The bullishness behind Facebook is not warranted through its economic fundamentals. Based on generous growth projections of 30% earnings growth per year, its discounted cash flow based market cap should be $41 billion*. In order to hold its $100 billion valuation Facebook's earnings would have to grow at an average pace of 57% per year for five years. That kind of growth for Facebook is unsustainable.
Facebook's strength is the size of its user base. On any given day, 425 million people either check Facebook through their computer or smart phone. However, these users add little to no contributions to the bottom line. At just 0.04%, the average Facebook ad click-through rate is slightly less than half of the average website on the internet (0.09%). Also as someone who uses Facebook and is familiar with the social media habits of their peers (16-30 year olds are largest and most demographic group on the site), users access Facebook to check updates and communicate with friends. As a result. users largely ignore ads. For online shopping consumers are more likely to click on ads from a Google (GOOG) search or other links from websites that share a similar topic as the purchased product (Example: espn.com for sports merchandise/tickets). Bulls argue that sponsors can use Facebook for PR and branding, but those pages are made for free and do little for Facebook's bottom line. Nevertheless, both direct ads and corporate Facebook pages are in general regarded as more annoying than informative to Facebook users as well.
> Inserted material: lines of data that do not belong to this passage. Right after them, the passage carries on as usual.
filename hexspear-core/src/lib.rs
//! HEXSPEAR Core - rules engine and AI
//!
//! This crate provides the core game logic for HEXSPEAR:
//! - Offset hex grid geometry (odd-r rows, odd rows one cell narrower)
//! - Units with rotating six-slot weapon loadouts
//! - Board state and the ordered combat resolution sequence
//! - Full-state snapshots for search undo
//! - Negamax alpha-beta move search
//! - JSON setup presets

pub mod ai;
pub mod board;
pub mod eval;
pub mod grid;
pub mod preset;
pub mod snapshot;
pub mod units;

// Re-exports for convenient access
pub use ai::{SearchAi, Suggestion};
pub use board::Board;
pub use eval::{evaluate, UNIT_VALUE, WIN_VALUE};
pub use grid::{Grid, Pos, Side, ALL_SIDES};
pub use preset::{LoadoutSpec, Preset, PresetError, UnitSpec};
pub use snapshot::Snapshot;
pub use units::{loadout_by_id, Loadout, LoadoutDef, Player, Unit, Weapon, LOADOUTS};
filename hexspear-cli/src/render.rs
//! Console board rendering

use hexspear_core::{Board, Player, Pos, Side};

/// Arrow pointing where the unit last moved.
fn facing_marker(side: Side) -> char {
    match side {
        Side::UpRight => '↗',
        Side::Right => '→',
        Side::DownRight => '↘',
        Side::DownLeft => '↙',
        Side::Left => '←',
        Side::UpLeft => '↖',
    }
}

fn player_tag(player: Player) -> char {
    match player {
        Player::Elf => 'e',
        Player::Orc => 'o',
    }
}

/// Print the board as offset rows; odd rows are indented half a cell.
pub fn print_board(board: &Board) {
    let grid = board.grid();

    print!("   ");
    for q in 0..grid.width() {
        print!("  q{}   ", q);
    }
    println!();

    for r in 0..grid.height() {
        print!("r{} ", r);
        if r % 2 == 1 {
            print!("   ");
        }
        for q in 0..grid.row_width(r) {
            match board.unit_at(Pos::new(q, r)) {
                Some(unit) => print!(
                    "[{}{:<3}{}]",
                    player_tag(unit.player),
                    unit.id,
                    facing_marker(unit.facing)
                ),
                None => print!("[  .  ]"),
            }
        }
        println!();
    }
}

/// One-line unit description for prompts and move logs.
pub fn describe_unit(board: &Board, id: &str) -> String {
    match (board.unit(id), board.position_of(id)) {
        (Some(unit), Some(pos)) => format!(
            "{} ({:?}) at ({},{}) facing {:?}",
            unit.id, unit.player, pos.q, pos.r, unit.facing
        ),
        _ => format!("{} (off board)", id),
    }
}
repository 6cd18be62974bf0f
//! Random skirmish preset generation

use std::path::PathBuf;

use anyhow::{Context, Result};
use clap::Args;
use rand::SeedableRng;
use rand_chacha::ChaCha8Rng;

use hexspear_core::Preset;

#[derive(Args)]
pub struct GenArgs {
    /// Output JSON path
    #[arg(long, value_name = "FILE")]
    pub output: PathBuf,

    /// Units per side (capped by the two back rows)
    #[arg(long, default_value = "5")]
    pub per_side: usize,

    /// RNG seed
    #[arg(long, default_value = "42")]
    pub seed: u64,

    /// Preset name
    #[arg(long, default_value = "skirmish")]
    pub name: String,
}

pub fn run(args: GenArgs) -> Result<()> {
    let mut rng = ChaCha8Rng::seed_from_u64(args.seed);
    let preset = Preset::random_skirmish(&mut rng, &args.name, args.per_side);

    preset
        .to_board()
        .context("generated preset must produce a valid board")?;
    preset.save(&args.output)?;

    tracing::info!(
        "saved preset '{}' ({} units per side, seed {}) to {}",
        preset.name,
        preset.units.len() / 2,
        args.seed,
        args.output.display()
    );
    Ok(())
}
//! HEXSPEAR CLI
//!
//! Commands:
//! - play: interactive hotseat game on the console, with AI hints and undo
//! - auto: AI vs AI autoplay
//! - gen: write a random skirmish preset

mod auto_cmd;
mod gen_cmd;
mod play_cmd;
mod render;

use clap::{Parser, Subcommand};

#[derive(Parser)]
#[command(name = "hexspear")]
#[command(about = "Hex-grid spear tactics with an alpha-beta AI")]
struct Cli {
    #[command(subcommand)]
    command: Commands,
}

#[derive(Subcommand)]
enum Commands {
    /// Play an interactive game on the console
    Play(play_cmd::PlayArgs),
    /// Let the AI play both sides
    Auto(auto_cmd::AutoArgs),
    /// Generate a random skirmish preset
    Gen(gen_cmd::GenArgs),
}

fn main() -> anyhow::Result<()> {
    tracing_subscriber::fmt::init();

    let cli = Cli::parse();
    match cli.command {
        Commands::Play(args) => play_cmd::run(args),
        Commands::Auto(args) => auto_cmd::run(args),
        Commands::Gen(args) => gen_cmd::run(args),
    }
}
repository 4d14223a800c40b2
pub mod credentials;
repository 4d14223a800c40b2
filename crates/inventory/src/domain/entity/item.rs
//! Item Entity
//!
//! One physical unit with a serial number.

use kernel::role::RoleSet;
use serde::Serialize;

use crate::domain::archive::{ArchiveEntity, BlockingRef, EntityKind, ParentRef};

#[derive(Debug, Clone, Serialize, sqlx::FromRow)]
#[serde(rename_all = "camelCase")]
pub struct Item {
    pub item_id: i32,
    pub item_group_id: i32,
    pub serial_number: String,
}

/// Fields for creating or updating an item
#[derive(Debug, Clone)]
pub struct NewItem {
    pub item_group_id: i32,
    pub serial_number: String,
}

impl ArchiveEntity for Item {
    const KIND: EntityKind = EntityKind::Item;
    const LIVE_TABLE: &'static str = "items";
    const ARCHIVE_TABLE: &'static str = "archive_items";
    const ID_COLUMN: &'static str = "item_id";
    const COLUMNS: &'static [&'static str] = &["item_id", "item_group_id", "serial_number"];

    const BLOCKING_REFS: &'static [BlockingRef] = &[BlockingRef {
        table: "loans",
        column: "item_id",
    }];
    const RESTORE_PARENTS: &'static [ParentRef] = &[ParentRef {
        fk_column: "item_group_id",
        parent_table: "item_groups",
        parent_id_column: "item_group_id",
    }];

    const READ_ROLES: RoleSet = RoleSet::ALL;
    const MUTATE_ROLES: RoleSet = RoleSet::STAFF;

    fn id(&self) -> i32 {
        self.item_id
    }
}
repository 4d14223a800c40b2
//! Error Kind - Classification of errors
//!
//! Defines the [`ErrorKind`] enum that maps to HTTP status codes.

use serde::Serialize;

/// エラー種別の列挙体
///
/// HTTP ステータスコードに対応するエラー分類を定義します。
/// 各バリアントは RFC 7231/9110 に準拠したステータスコードにマッピングされます。
///
/// ## Notes
/// * `non_exhaustive` - 将来的に列挙子が追加される可能性があることを示す
///
/// ## Examples
/// ```rust
/// use kernel::error::kind::ErrorKind;
///
/// let kind = ErrorKind::NotFound;
/// assert_eq!(kind.status_code(), 404);
/// assert_eq!(kind.as_str(), "Not Found");
/// ```
#[derive(Debug, Clone, Copy, PartialEq, Eq, Serialize)]
#[serde(rename_all = "SCREAMING_SNAKE_CASE")]
#[non_exhaustive]
pub enum ErrorKind {
    /// 400 - Bad Request: リクエストが不正
    BadRequest,
    /// 401 - Unauthorized: 認証が必要
    Unauthorized,
    /// 403 - Forbidden: アクセス権限なし
    Forbidden,
    /// 404 - Not Found: リソースが見つからない
    NotFound,
    /// 409 - Conflict: 現在の状態と競合（参照整合性違反など）
    Conflict,
    /// 422 - Unprocessable Entity: バリデーション失敗
    UnprocessableEntity,
    /// 500 - Internal Server Error: サーバー内部エラー
    InternalServerError,
    /// 503 - Service Unavailable: サービス利用不可
    ServiceUnavailable,
}

impl ErrorKind {
    /// HTTP ステータスコードを取得
    ///
    /// ## Examples
    /// ```rust
    /// use kernel::error::kind::ErrorKind;
    /// assert_eq!(ErrorKind::Conflict.status_code(), 409);
    /// assert_eq!(ErrorKind::NotFound.status_code(), 404);
    /// ```
    #[inline]
    pub const fn status_code(&self) -> u16 {
        match self {
            ErrorKind::BadRequest => 400,
            ErrorKind::Unauthorized => 401,
            ErrorKind::Forbidden => 403,
            ErrorKind::NotFound => 404,
            ErrorKind::Conflict => 409,
            ErrorKind::UnprocessableEntity => 422,
            ErrorKind::InternalServerError => 500,
            ErrorKind::ServiceUnavailable => 503,
        }
    }

    /// ユーザー向けの文字列表現を取得
    ///
    /// ## Returns
    /// HTTP ステータスの標準的な理由フレーズ
    #[inline]
    pub const fn as_str(&self) -> &'static str {
        match self {
            ErrorKind::BadRequest => "Bad Request",
            ErrorKind::Unauthorized => "Unauthorized",
            ErrorKind::Forbidden => "Forbidden",
            ErrorKind::NotFound => "Not Found",
            ErrorKind::Conflict => "Conflict",
            ErrorKind::UnprocessableEntity => "Unprocessable Entity",
            ErrorKind::InternalServerError => "Internal Server Error",
            ErrorKind::ServiceUnavailable => "Service Unavailable",
        }
    }

    /// サーバー側のエラーかどうかを判定
    ///
    /// 5xx系のエラーは `true` を返します。
    /// これらのエラーはログに記録すべきです。
    #[inline]
    pub const fn is_server_error(&self) -> bool {
        self.status_code() >= 500
    }

    /// クライアント側のエラーかどうかを判定
    ///
    /// 4xx系のエラーは `true` を返します。
    #[inline]
    pub const fn is_client_error(&self) -> bool {
        let code = self.status_code();
        code >= 400 && code < 500
    }
}

impl std::fmt::Display for ErrorKind {
    fn fmt(&self, f: &mut std::fmt::Formatter<'_>) -> std::fmt::Result {
        write!(f, "{}", self.as_str())
    }
}

#[cfg(test)]
mod tests {
    use super::*;

    #[test]
    fn test_status_codes() {
        assert_eq!(ErrorKind::BadRequest.status_code(), 400);
        assert_eq!(ErrorKind::Unauthorized.status_code(), 401);
        assert_eq!(ErrorKind::Forbidden.status_code(), 403);
        assert_eq!(ErrorKind::NotFound.status_code(), 404);
        assert_eq!(ErrorKind::Conflict.status_code(), 409);
        assert_eq!(ErrorKind::UnprocessableEntity.status_code(), 422);
        assert_eq!(ErrorKind::InternalServerError.status_code(), 500);
        assert_eq!(ErrorKind::ServiceUnavailable.status_code(), 503);
    }

    #[test]
    fn test_is_server_error() {
        assert!(!ErrorKind::Conflict.is_server_error());
        assert!(!ErrorKind::NotFound.is_server_error());
        assert!(ErrorKind::InternalServerError.is_server_error());
        assert!(ErrorKind::ServiceUnavailable.is_server_error());
    }

    #[test]
    fn test_is_client_error() {
        assert!(ErrorKind::UnprocessableEntity.is_client_error());
        assert!(ErrorKind::NotFound.is_client_error());
        assert!(!ErrorKind::InternalServerError.is_client_error());
    }
}
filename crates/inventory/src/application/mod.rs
pub mod lifecycle;
pub mod register_user;

pub use lifecycle::LifecycleUseCase;
pub use register_user::{RegisterUserInput, RegisterUserUseCase};
pub mod postgres;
Outside of advertisements, Facebook has limited opportunities for revenue growth. It cannot charge its customers because users will just migrate to another free platform to interact with friends (such as Google+ or a future "next Facebook"). Facebook can sell demographic data and page views to companies for research purposes, but growth in this sector is limited by potential privacy violation lawsuits and stiff competition in the data mining sector.
Social media outlets do provide value to both to society and investors. However, the steep valuation that Facebook is unwarranted versus its actual growth potential. Companies such as Google , Comscore (SCOR) and Vocus (VOCS) are viable alternatives to Facebook who are more efficient at generating advertising and data mining results. I recommend investors to buy Google and short Facebook after the initial euphoria related to its upcoming IPO.
* DCF formula uses an 11% discount rate and a 4% continuing value growth rate (generous in slow growth economy).